## [Given data]
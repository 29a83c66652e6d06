use ndarray::Array1;
use ndarray::ArrayView1;
use ndarray::ArrayView2;

use super::dispersion::flpm;
use super::dispersion::gmd;
use super::dispersion::mad;
use super::dispersion::semi_deviation;
use super::dispersion::slpm;
use super::drawdown::avg_drawdown_abs;
use super::drawdown::avg_drawdown_rel;
use super::drawdown::cdar_abs;
use super::drawdown::cdar_rel;
use super::drawdown::dar_abs;
use super::drawdown::dar_rel;
use super::drawdown::edar_abs;
use super::drawdown::edar_rel;
use super::drawdown::max_drawdown_abs;
use super::drawdown::max_drawdown_rel;
use super::drawdown::ulcer_index_abs;
use super::drawdown::ulcer_index_rel;
use super::tail::cvar_hist;
use super::tail::cvar_range;
use super::tail::evar_hist;
use super::tail::range;
use super::tail::tail_gini;
use super::tail::tail_gini_range;
use super::tail::var_hist;
use super::tail::worst_realization;
use crate::error::PortfolioError;
use crate::error::Result;
use crate::types::RiskMeasure;
use crate::types::RiskParams;

/// Finite-difference step of [`risk_contribution`].
pub const CONTRIBUTION_STEP: f64 = 1e-6;

/// Measure `rm` of a realized return series. `MV` is the sample standard
/// deviation here; [`portfolio_risk`] uses the covariance instead.
pub fn series_risk(x: &[f64], rm: RiskMeasure, p: &RiskParams) -> f64 {
  let alpha = p.alpha;
  match rm {
    RiskMeasure::MV => super::dispersion::std_dev(x),
    RiskMeasure::MAD => mad(x),
    RiskMeasure::MSV => semi_deviation(x),
    RiskMeasure::FLPM => flpm(x, p.target),
    RiskMeasure::SLPM => slpm(x, p.target),
    RiskMeasure::CVaR => cvar_hist(x, alpha),
    RiskMeasure::EVaR => evar_hist(x, alpha).0,
    RiskMeasure::WR => worst_realization(x),
    RiskMeasure::GMD => gmd(x),
    RiskMeasure::TG => tail_gini(x, alpha, p.a_sim),
    RiskMeasure::RG => range(x),
    RiskMeasure::CVRG => cvar_range(x, alpha, p.beta()),
    RiskMeasure::TGRG => tail_gini_range(x, alpha, p.a_sim, p.beta(), p.b_sim()),
    RiskMeasure::VaR => var_hist(x, alpha),
    RiskMeasure::MDD => max_drawdown_abs(x),
    RiskMeasure::ADD => avg_drawdown_abs(x),
    RiskMeasure::DaR => dar_abs(x, alpha),
    RiskMeasure::CDaR => cdar_abs(x, alpha),
    RiskMeasure::EDaR => edar_abs(x, alpha).0,
    RiskMeasure::UCI => ulcer_index_abs(x),
    RiskMeasure::MDDRel => max_drawdown_rel(x),
    RiskMeasure::ADDRel => avg_drawdown_rel(x),
    RiskMeasure::DaRRel => dar_rel(x, alpha),
    RiskMeasure::CDaRRel => cdar_rel(x, alpha),
    RiskMeasure::EDaRRel => edar_rel(x, alpha).0,
    RiskMeasure::UCIRel => ulcer_index_rel(x),
  }
}

fn check_inputs(w: &ArrayView1<f64>, cov: &ArrayView2<f64>, returns: &ArrayView2<f64>, p: &RiskParams) -> Result<()> {
  p.validate()?;
  let n = w.len();
  if n == 0 {
    return Err(PortfolioError::invalid("empty weight vector"));
  }
  if cov.dim() != (n, n) {
    return Err(PortfolioError::mismatch("covariance", n, cov.nrows()));
  }
  if returns.ncols() != n {
    return Err(PortfolioError::mismatch("returns columns", n, returns.ncols()));
  }
  if returns.nrows() == 0 {
    return Err(PortfolioError::invalid("empty returns table"));
  }
  if w.iter().any(|v| !v.is_finite()) {
    return Err(PortfolioError::invalid("weights contain non-finite values"));
  }
  Ok(())
}

fn risk_unchecked(
  w: &ArrayView1<f64>,
  cov: &ArrayView2<f64>,
  returns: &ArrayView2<f64>,
  rm: RiskMeasure,
  p: &RiskParams,
) -> f64 {
  if rm.uses_covariance() {
    w.dot(&cov.dot(w)).max(0.0).sqrt()
  } else {
    let x = returns.dot(w).to_vec();
    series_risk(&x, rm, p)
  }
}

/// Risk of portfolio `w` under `rm`.
pub fn portfolio_risk(
  w: &ArrayView1<f64>,
  cov: &ArrayView2<f64>,
  returns: &ArrayView2<f64>,
  rm: RiskMeasure,
  p: &RiskParams,
) -> Result<f64> {
  check_inputs(w, cov, returns, p)?;
  Ok(risk_unchecked(w, cov, returns, rm, p))
}

/// Per-asset contribution `w_i ∂ρ/∂w_i` by symmetric finite differences.
pub fn risk_contribution(
  w: &ArrayView1<f64>,
  cov: &ArrayView2<f64>,
  returns: &ArrayView2<f64>,
  rm: RiskMeasure,
  p: &RiskParams,
) -> Result<Array1<f64>> {
  check_inputs(w, cov, returns, p)?;
  let mut rc = Array1::<f64>::zeros(w.len());
  let mut bumped = w.to_owned();
  for i in 0..w.len() {
    bumped[i] = w[i] + CONTRIBUTION_STEP;
    let up = risk_unchecked(&bumped.view(), cov, returns, rm, p);
    bumped[i] = w[i] - CONTRIBUTION_STEP;
    let down = risk_unchecked(&bumped.view(), cov, returns, rm, p);
    bumped[i] = w[i];
    rc[i] = w[i] * (up - down) / (2.0 * CONTRIBUTION_STEP);
  }
  Ok(rc)
}

/// `(μ'w - r_f) / ρ(w)`; zero when the risk vanishes.
pub fn sharpe_like_ratio(
  w: &ArrayView1<f64>,
  mu: &ArrayView1<f64>,
  cov: &ArrayView2<f64>,
  returns: &ArrayView2<f64>,
  rm: RiskMeasure,
  rf: f64,
  p: &RiskParams,
) -> Result<f64> {
  if mu.len() != w.len() {
    return Err(PortfolioError::mismatch("mean vector", w.len(), mu.len()));
  }
  let risk = portfolio_risk(w, cov, returns, rm, p)?;
  let ret = mu.dot(w);
  Ok(if risk > 1e-15 { (ret - rf) / risk } else { 0.0 })
}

## [Work to complete]
Using the material above, return each line in which the word "flpm" occurs.

## [Solved problem]
use super::dispersion::flpm;
    RiskMeasure::FLPM => flpm(x, p.target),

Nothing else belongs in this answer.